The story of Parmigiano Reggiano is a long one, and also slow, following at the natural rhythm of the seasons.

In fact, the minimum maturation time is twelve months, and only at this point can it be decided if each individual cheese is worthy of the name it was given at its birth.


The experts of the Consortium examine each cheese one by one.

After the Control Body’s inspection, a mark is fire-branded onto the individual cheeses which meet the requirements of the Protected Designation of Origin.

All identifying marks and the dotted inscriptions are removed from any cheeses which do not meet the PDO requirements.

It is one of the most crucial moments for the cheese makers and also one of the most important for the consumers: the moment of selection and the granting of a certificate of absolute guarantee for the product.

The cheeses which are sent for sale to the consumer as fresh (a term which may sound curious for a product which has been maturing for a year) will have parallel lines engraved on them which render them immediately recognisable by the consumer.
This is the second class of Parmigiano Reggiano called “mezzano”.
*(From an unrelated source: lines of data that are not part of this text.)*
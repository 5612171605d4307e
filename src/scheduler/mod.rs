// SPDX-License-Identifier: MIT OR Apache-2.0

//! C8: the background job scheduler. Jobs register declaratively and run
//! on their own `tokio::spawn` loop; a coalescing guard keeps two ticks of
//! the same job from overlapping, and shutdown drains in-flight runs before
//! forcing them to stop.

mod jobs;

use std::sync::{Arc, Mutex};
use std::time::Duration;

use async_trait::async_trait;
use dashmap::DashSet;
use tokio::task::JoinHandle;
use tokio_util::sync::CancellationToken;

use crate::errors::AppResult;

pub use jobs::{
    CalendarTimezoneClient, ChatArchiverJob, ContactSyncJob, ContactsPage, ContactsProviderClient, HealthCheckJob,
    TimezoneSyncJob, TokenRefreshJob,
};

/// One scheduled unit of work.
#[async_trait]
pub trait Job: Send + Sync + 'static {
    /// Stable identifier, also the coalescing key.
    fn id(&self) -> &'static str;

    /// How often the job ticks.
    fn interval(&self) -> Duration;

    /// Per-run execution budget. Defaults to 20 minutes, matching the
    /// scheduler's configured default (spec §4.8).
    fn timeout(&self) -> Duration {
        Duration::from_secs(1200)
    }

    /// Do the work for one tick. Must check `cancel` at any natural
    /// suspension point and return promptly once it fires.
    async fn run(&self, cancel: CancellationToken) -> AppResult<()>;
}

/// Runs a fixed set of [`Job`]s on independent interval loops.
pub struct Scheduler {
    jobs: Vec<Arc<dyn Job>>,
    running: DashSet<&'static str>,
    shutdown: CancellationToken,
    handles: Mutex<Vec<JoinHandle<()>>>,
}

impl Scheduler {
    #[must_use]
    pub fn new() -> Self {
        Self {
            jobs: Vec::new(),
            running: DashSet::new(),
            shutdown: CancellationToken::new(),
            handles: Mutex::new(Vec::new()),
        }
    }

    /// Register a job. Builder-style, intended to be chained before
    /// [`Self::start`].
    #[must_use]
    pub fn register(mut self, job: Arc<dyn Job>) -> Self {
        self.jobs.push(job);
        self
    }

    /// Spawn one loop per registered job. Returns immediately; the loops
    /// run until [`Self::shutdown`] is called.
    pub fn start(self: Arc<Self>) {
        for job in self.jobs.clone() {
            let scheduler = Arc::clone(&self);
            let handle = tokio::spawn(async move { scheduler.run_job_loop(job).await });
            self.handles.lock().expect("scheduler handle lock poisoned").push(handle);
        }
    }

    async fn run_job_loop(&self, job: Arc<dyn Job>) {
        let mut ticker = tokio::time::interval(job.interval());
        ticker.set_missed_tick_behavior(tokio::time::MissedTickBehavior::Delay);

        loop {
            tokio::select! {
                () = self.shutdown.cancelled() => return,
                _ = ticker.tick() => self.run_once(&job).await,
            }
        }
    }

    async fn run_once(&self, job: &Arc<dyn Job>) {
        if !self.running.insert(job.id()) {
            tracing::debug!(job = job.id(), "skipping tick, previous run still in flight");
            return;
        }

        let run_cancel = self.shutdown.child_token();
        let result = tokio::time::timeout(job.timeout(), job.run(run_cancel.clone())).await;
        match result {
            Ok(Ok(())) => {}
            Ok(Err(e)) => tracing::error!(job = job.id(), error = %e, "job run failed"),
            Err(_) => {
                run_cancel.cancel();
                tracing::error!(job = job.id(), timeout_secs = job.timeout().as_secs(), "job run timed out");
            }
        }

        self.running.remove(job.id());
    }

    /// Cancel every running and future tick, then wait up to `drain` for
    /// in-flight runs to finish before force-aborting the stragglers.
    pub async fn shutdown(&self, drain: Duration) {
        self.shutdown.cancel();

        let handles = std::mem::take(&mut *self.handles.lock().expect("scheduler handle lock poisoned"));
        let waits = handles.into_iter().map(|handle| async move {
            let abort_handle = handle.abort_handle();
            tokio::select! {
                result = handle => {
                    if let Err(e) = result {
                        tracing::warn!(error = %e, "job loop task panicked");
                    }
                }
                () = tokio::time::sleep(drain) => {
                    tracing::warn!("job loop did not drain in time, aborting");
                    abort_handle.abort();
                }
            }
        });
        futures_util::future::join_all(waits).await;
    }
}

impl Default for Scheduler {
    fn default() -> Self {
        Self::new()
    }
}

#[cfg(test)]
mod tests {
    use super::*;
    use std::sync::atomic::{AtomicUsize, Ordering};
    use std::time::Duration as StdDuration;

    struct CountingJob {
        ticks: Arc<AtomicUsize>,
    }

    #[async_trait]
    impl Job for CountingJob {
        fn id(&self) -> &'static str {
            "counting-job"
        }

        fn interval(&self) -> StdDuration {
            StdDuration::from_millis(20)
        }

        async fn run(&self, _cancel: CancellationToken) -> AppResult<()> {
            self.ticks.fetch_add(1, Ordering::SeqCst);
            Ok(())
        }
    }

    struct SlowJob {
        started: Arc<AtomicUsize>,
    }

    #[async_trait]
    impl Job for SlowJob {
        fn id(&self) -> &'static str {
            "slow-job"
        }

        fn interval(&self) -> StdDuration {
            StdDuration::from_millis(10)
        }

        fn timeout(&self) -> StdDuration {
            StdDuration::from_millis(30)
        }

        async fn run(&self, _cancel: CancellationToken) -> AppResult<()> {
            self.started.fetch_add(1, Ordering::SeqCst);
            tokio::time::sleep(StdDuration::from_secs(5)).await;
            Ok(())
        }
    }

    #[tokio::test(start_paused = true)]
    async fn job_ticks_repeatedly_until_shutdown() {
        let ticks = Arc::new(AtomicUsize::new(0));
        let scheduler = Arc::new(Scheduler::new().register(Arc::new(CountingJob { ticks: ticks.clone() })));
        scheduler.clone().start();

        tokio::time::advance(StdDuration::from_millis(100)).await;
        tokio::task::yield_now().await;
        assert!(ticks.load(Ordering::SeqCst) >= 2);

        scheduler.shutdown(StdDuration::from_millis(50)).await;
    }

    #[tokio::test(start_paused = true)]
    async fn overlapping_ticks_are_coalesced() {
        let started = Arc::new(AtomicUsize::new(0));
        let scheduler = Arc::new(Scheduler::new().register(Arc::new(SlowJob { started: started.clone() })));
        scheduler.clone().start();

        tokio::time::advance(StdDuration::from_millis(100)).await;
        tokio::task::yield_now().await;
        assert_eq!(started.load(Ordering::SeqCst), 1);

        scheduler.shutdown(StdDuration::from_millis(10)).await;
    }
}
When the cheese has matured for 18 months, the mark “Extra” or “Export” can be added. A system of coloured seals help the consumer identify the level of maturation of the pre-packaged products available in retailers.


A red seal identifies the Parmigiano Reggiano which has been matured for over 18 months. This product has a rather strong milk flavour, with aromatic notes such as herbs, flowers and fruits which make it ideal for snacks and aperitifs.
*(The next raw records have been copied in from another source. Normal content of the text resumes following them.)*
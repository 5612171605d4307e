// SPDX-License-Identifier: MIT OR Apache-2.0

//! Process entrypoint: load configuration, wire [`Services`], start the
//! background scheduler, and run until `SIGINT`/`SIGTERM` asks for a
//! graceful drain. The HTTP layer that would sit in front of this is out
//! of scope — this binary only proves the library boots and keeps its
//! jobs alive.

use std::sync::Arc;
use std::time::Duration;

use async_trait::async_trait;
use sentinel_server::chat::{InMemoryObjectStore, ObjectStore};
use sentinel_server::config::ServerConfig;
use sentinel_server::context::{ExternalClients, Services};
use sentinel_server::errors::{AppError, AppResult};
use sentinel_server::oauth::{OAuthProviderClient, TokenBundle};
use sentinel_server::scheduler::{CalendarTimezoneClient, ContactsPage, ContactsProviderClient};

/// Stands in for a real provider token-endpoint client until an HTTP layer
/// supplies one. Returns [`AppError::external_service`] rather than
/// panicking so a misconfigured deployment fails the affected job run
/// instead of the whole process.
struct UnconfiguredProviderClient;

#[async_trait]
impl OAuthProviderClient for UnconfiguredProviderClient {
    async fn refresh(&self, provider: &str, _refresh_token: &str) -> AppResult<TokenBundle> {
        Err(AppError::external_service(format!("no {provider} provider client configured")))
    }
}

#[async_trait]
impl ContactsProviderClient for UnconfiguredProviderClient {
    async fn list_contacts(&self, _access_token: &str, _delta_token: Option<&str>) -> AppResult<ContactsPage> {
        Err(AppError::external_service("no contacts provider client configured"))
    }
}

#[async_trait]
impl CalendarTimezoneClient for UnconfiguredProviderClient {
    async fn fetch_timezone(&self, _access_token: &str) -> AppResult<String> {
        Err(AppError::external_service("no calendar provider client configured"))
    }
}

fn init_tracing() {
    tracing_subscriber::fmt()
        .with_env_filter(tracing_subscriber::EnvFilter::from_default_env())
        .init();
}

fn kms_master_key() -> AppResult<[u8; 32]> {
    let raw = std::env::var("KMS_MASTER_KEY").map_err(|_| AppError::config("missing required env var KMS_MASTER_KEY"))?;
    let bytes = hex::decode(&raw).map_err(|e| AppError::config(format!("KMS_MASTER_KEY is not valid hex: {e}")))?;
    bytes
        .try_into()
        .map_err(|_| AppError::config("KMS_MASTER_KEY must decode to exactly 32 bytes"))
}

#[tokio::main]
async fn main() -> AppResult<()> {
    init_tracing();

    let config = ServerConfig::from_env()?;
    let kms_master_key = kms_master_key()?;

    let unconfigured: Arc<UnconfiguredProviderClient> = Arc::new(UnconfiguredProviderClient);
    let cold_store: Arc<dyn ObjectStore> = Arc::new(InMemoryObjectStore::new());
    let clients = ExternalClients {
        google_oauth: unconfigured.clone(),
        contacts: unconfigured.clone(),
        calendar_timezone: unconfigured,
        cold_store,
    };

    let services = Services::bootstrap(&config, kms_master_key, clients).await?;
    services.scheduler.clone().start();
    tracing::info!(port = config.port, "sentinel-server started");

    tokio::signal::ctrl_c().await.map_err(|e| AppError::internal(format!("failed to listen for shutdown signal: {e}")))?;
    tracing::info!("shutdown signal received, draining background jobs");
    services.scheduler.shutdown(Duration::from_secs(30)).await;

    Ok(())
}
A silver seal identifies cheese which has been matured for over 22 months, with decidedly stronger aromas. In these cheeses the notes of fresh and citrus fruit can be tasted, along with a hint of nuts.

Finally, a gold seal identifies a cheese which has been matured for over 30 months and has the most distinctive flavour and complex aromas, with a higher nutritional element concentrated over its long maturation.


During maturation, Parmigiano Reggiano gains its typical granular structure, and when cut it into slivers, it becomes crumbly and soluble.

Delicious, easy to digest and with a host of nutritional benefits, Parmigiano Reggiano always exceeds expectations.

The unique taste of a product made without additives, with its concentration of proteins, vitamins, calcium and mineral salts make it perfect for all ages and for all situations, a ready source of useful energy for everyone.

Loved and Protected

Parmigiano Reggiano has been guaranteed for over seventy years by the Consortium and, above all, has been loved for over nine centuries for its excellent and inimitable flavour.

An unmistakable and unique product for its aroma and taste, the craft of its production, its extraordinary journey through a landscape of rivers, plains and hills, and its unparalleled balance of knowledge, man’s passion and nature’s bounty.

And in journeys like this, the best part is certainly the return trip: encountering a taste which brings back memories of the passion and the marvels encountered along the way.